§ **Work required**
Among the entries below, find every line that contains the string "first", then copy it.

§ **Stored dataset items**

------------------------------------------------------------

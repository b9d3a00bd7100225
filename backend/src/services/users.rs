//! Users and categories

use crate::clock::Clock;
use crate::database::{Category, Repository, User};
use crate::error::{AppError, Result};
use std::sync::Arc;

/// Service for user accounts
#[derive(Clone)]
pub struct UserService {
    repo: Repository,
    clock: Arc<dyn Clock>,
    default_salary_cents: i64,
}

impl UserService {
    pub fn new(repo: Repository, clock: Arc<dyn Clock>, default_salary_cents: i64) -> Self {
        Self {
            repo,
            clock,
            default_salary_cents,
        }
    }

    pub async fn create_user(&self, username: &str, email: &str) -> Result<User> {
        let username = username.trim();
        if username.is_empty() {
            return Err(AppError::Validation("username is required".to_string()));
        }

        // New users start on the configured salary
        let user = self
            .repo
            .create_user(username, email, self.default_salary_cents, self.clock.now())
            .await?;

        tracing::info!("Registered user {} ({})", user.username, user.id);
        Ok(user)
    }

    pub async fn get_user(&self, id: &str) -> Result<User> {
        self.repo.get_user(id).await
    }

    pub async fn list_user_ids(&self) -> Result<Vec<String>> {
        self.repo.list_user_ids().await
    }

    pub async fn set_salary(&self, user_id: &str, salary_cents: i64) -> Result<()> {
        if salary_cents < 0 {
            return Err(AppError::Validation("salary cannot be negative".to_string()));
        }
        self.repo.set_salary(user_id, salary_cents).await
    }
}

/// Service for task categories
#[derive(Clone)]
pub struct CategoryService {
    repo: Repository,
    clock: Arc<dyn Clock>,
}

impl CategoryService {
    pub fn new(repo: Repository, clock: Arc<dyn Clock>) -> Self {
        Self { repo, clock }
    }

    pub async fn create_category(&self, user_id: &str, name: &str, color: &str) -> Result<Category> {
        let name = name.trim();
        if name.is_empty() {
            return Err(AppError::Validation("category name is required".to_string()));
        }
        self.repo
            .create_category(user_id, name, color, self.clock.now())
            .await
    }

    /// Global categories plus the user's own
    pub async fn list_categories(&self, user_id: &str) -> Result<Vec<Category>> {
        self.repo.list_categories(user_id).await
    }

    /// Only the user's own categories can be deleted
    pub async fn delete_category(&self, user_id: &str, id: &str) -> Result<()> {
        self.repo.delete_owned::<Category>(user_id, id).await
    }
}
#[cfg(test)]
mod tests {
    use super::*;
    use crate::clock::FixedClock;
    use crate::database::repository::test_support::*;
    use crate::database::{Badge, Notification, NotificationType};
    use chrono::Duration;

    async fn create_test_service() -> (TaskService, Repository, FixedClock) {
        let repo = create_test_repo().await;
        let clock = FixedClock::new(t0());
        let service = TaskService::new(
            repo.clone(),
            Arc::new(EventDispatcher::with_default_rules()),
            Arc::new(clock.clone()),
        );
        (service, repo, clock)
    }

    async fn new_task(service: &TaskService, user_id: &str, title: &str) -> Task {
        service
            .create_task(
                user_id,
                CreateTaskRequest {
                    title: title.to_string(),
                    ..Default::default()
                },
            )
            .await
            .unwrap()
    }

    async fn badge_keys(repo: &Repository, user_id: &str) -> Vec<String> {
        let mut keys: Vec<String> = repo
            .list_owned::<Badge>(user_id)
            .await
            .unwrap()
            .into_iter()
            .map(|b| b.key)
            .collect();
        keys.sort();
        keys
    }

    #[tokio::test]
    async fn test_complete_task_rewards_once() {
        let (service, repo, _clock) = create_test_service().await;
        let user = create_test_user(&repo, "bun").await;
        let task = new_task(&service, &user.id, "Wash dishes").await;

        let response = service.complete_task(&user.id, &task.id).await.unwrap();
        assert_eq!(response.status, TaskStatus::Done);
        assert_eq!((response.xp, response.coins), (0, 210));

        let err = service.complete_task(&user.id, &task.id).await.unwrap_err();
        assert!(matches!(err, AppError::Conflict(_)));

        let summary = repo.reward_summary(&user.id, t0()).await.unwrap();
        assert_eq!((summary.xp, summary.coins, summary.level), (0, 210, 2));

        let stored = service.get_task(&user.id, &task.id).await.unwrap();
        assert!(stored.completed);
        assert_eq!(stored.completed_at, Some(t0()));
    }

    #[tokio::test]
    async fn test_completion_notifications() {
        let (service, repo, _clock) = create_test_service().await;
        let user = create_test_user(&repo, "bun").await;
        let task = new_task(&service, &user.id, "Wash dishes").await;

        service.complete_task(&user.id, &task.id).await.unwrap();

        let mut kinds: Vec<NotificationType> = repo
            .list_owned::<Notification>(&user.id)
            .await
            .unwrap()
            .into_iter()
            .map(|n| n.kind)
            .collect();
        kinds.sort_by_key(|k| format!("{:?}", k));
        assert_eq!(kinds, vec![NotificationType::LevelUp, NotificationType::TaskComplete]);
    }

    #[tokio::test]
    async fn test_daily_badges_follow_completion_count() {
        let (service, repo, _clock) = create_test_service().await;
        let user = create_test_user(&repo, "bun").await;

        let first = new_task(&service, &user.id, "one").await;
        service.complete_task(&user.id, &first.id).await.unwrap();
        assert!(badge_keys(&repo, &user.id).await.is_empty());

        let second = new_task(&service, &user.id, "two").await;
        service.complete_task(&user.id, &second.id).await.unwrap();
        assert_eq!(badge_keys(&repo, &user.id).await, vec!["daily_2_tasks"]);

        let third = new_task(&service, &user.id, "three").await;
        service.complete_task(&user.id, &third.id).await.unwrap();
        assert_eq!(
            badge_keys(&repo, &user.id).await,
            vec!["daily_2_tasks", "daily_3_tasks"]
        );
    }

    #[tokio::test]
    async fn test_completions_on_other_days_do_not_count() {
        let (service, repo, clock) = create_test_service().await;
        let user = create_test_user(&repo, "bun").await;

        let yesterday = new_task(&service, &user.id, "yesterday").await;
        clock.set(t0() - Duration::days(1));
        service.complete_task(&user.id, &yesterday.id).await.unwrap();

        clock.set(t0());
        let today = new_task(&service, &user.id, "today").await;
        service.complete_task(&user.id, &today.id).await.unwrap();

        assert!(badge_keys(&repo, &user.id).await.is_empty());
    }

    #[tokio::test]
    async fn test_recompletion_after_reopen_is_not_rewarded() {
        let (service, repo, clock) = create_test_service().await;
        let user = create_test_user(&repo, "bun").await;
        let task = new_task(&service, &user.id, "Laundry").await;

        service.complete_task(&user.id, &task.id).await.unwrap();
        let before = repo.reward_summary(&user.id, t0()).await.unwrap();

        clock.advance(Duration::hours(2));
        let reopened = service
            .update_task(
                &user.id,
                &task.id,
                UpdateTaskRequest {
                    status: Some(TaskStatus::Todo),
                    ..Default::default()
                },
            )
            .await
            .unwrap();
        assert!(!reopened.completed);
        assert_eq!(reopened.completed_at, Some(t0()));

        service.complete_task(&user.id, &task.id).await.unwrap();

        let after = repo.reward_summary(&user.id, t0()).await.unwrap();
        assert_eq!(after, before);

        let stored = service.get_task(&user.id, &task.id).await.unwrap();
        assert_eq!(stored.status, TaskStatus::Done);
        assert_eq!(stored.completed_at, Some(t0()));
    }

    #[tokio::test]
    async fn test_update_into_done_rewards_like_complete() {
        let (service, repo, _clock) = create_test_service().await;
        let user = create_test_user(&repo, "bun").await;
        let task = new_task(&service, &user.id, "Homework").await;

        let done = UpdateTaskRequest {
            status: Some(TaskStatus::Done),
            ..Default::default()
        };
        service.update_task(&user.id, &task.id, done.clone()).await.unwrap();
        service.update_task(&user.id, &task.id, done).await.unwrap();

        let summary = repo.reward_summary(&user.id, t0()).await.unwrap();
        assert_eq!(summary.level, 2);
        assert_eq!(summary.coins, 210);
    }

    #[tokio::test]
    async fn test_created_done_is_not_rewarded() {
        let (service, repo, _clock) = create_test_service().await;
        let user = create_test_user(&repo, "bun").await;

        let task = service
            .create_task(
                &user.id,
                CreateTaskRequest {
                    title: "Already did it".to_string(),
                    status: TaskStatus::Done,
                    ..Default::default()
                },
            )
            .await
            .unwrap();
        assert!(task.completed);
        assert_eq!(task.completed_at, Some(t0()));

        let summary = repo.reward_summary(&user.id, t0()).await.unwrap();
        assert_eq!((summary.xp, summary.coins, summary.level), (0, 0, 1));
    }

    #[tokio::test]
    async fn test_start_task_rules() {
        let (service, repo, _clock) = create_test_service().await;
        let user = create_test_user(&repo, "bun").await;
        let task = new_task(&service, &user.id, "Read chapter 3").await;

        service.freeze_task(&user.id, &task.id).await.unwrap();
        let err = service.start_task(&user.id, &task.id).await.unwrap_err();
        assert!(matches!(err, AppError::Conflict(msg) if msg == "task is frozen"));

        service.unfreeze_task(&user.id, &task.id).await.unwrap();
        let response = service.start_task(&user.id, &task.id).await.unwrap();
        assert_eq!(response.status, TaskStatus::InProgress);

        let err = service.start_task(&user.id, &task.id).await.unwrap_err();
        assert!(matches!(err, AppError::Conflict(_)));
    }

    #[tokio::test]
    async fn test_foreign_task_is_not_found() {
        let (service, repo, _clock) = create_test_service().await;
        let alice = create_test_user(&repo, "alice").await;
        let bob = create_test_user(&repo, "bob").await;
        let task = new_task(&service, &alice.id, "Private").await;

        assert!(matches!(
            service.complete_task(&bob.id, &task.id).await,
            Err(AppError::NotFound { .. })
        ));
        assert!(matches!(
            service.start_task(&bob.id, &task.id).await,
            Err(AppError::NotFound { .. })
        ));
        assert!(matches!(
            service.delete_task(&bob.id, &task.id).await,
            Err(AppError::NotFound { .. })
        ));
    }

    #[tokio::test]
    async fn test_empty_title_rejected() {
        let (service, repo, _clock) = create_test_service().await;
        let user = create_test_user(&repo, "bun").await;

        let err = service
            .create_task(&user.id, CreateTaskRequest::default())
            .await
            .unwrap_err();
        assert!(matches!(err, AppError::Validation(_)));
    }
}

------------------------------------------------------------

§ **Written reply**
        let first = new_task(&service, &user.id, "one").await;
        service.complete_task(&user.id, &first.id).await.unwrap();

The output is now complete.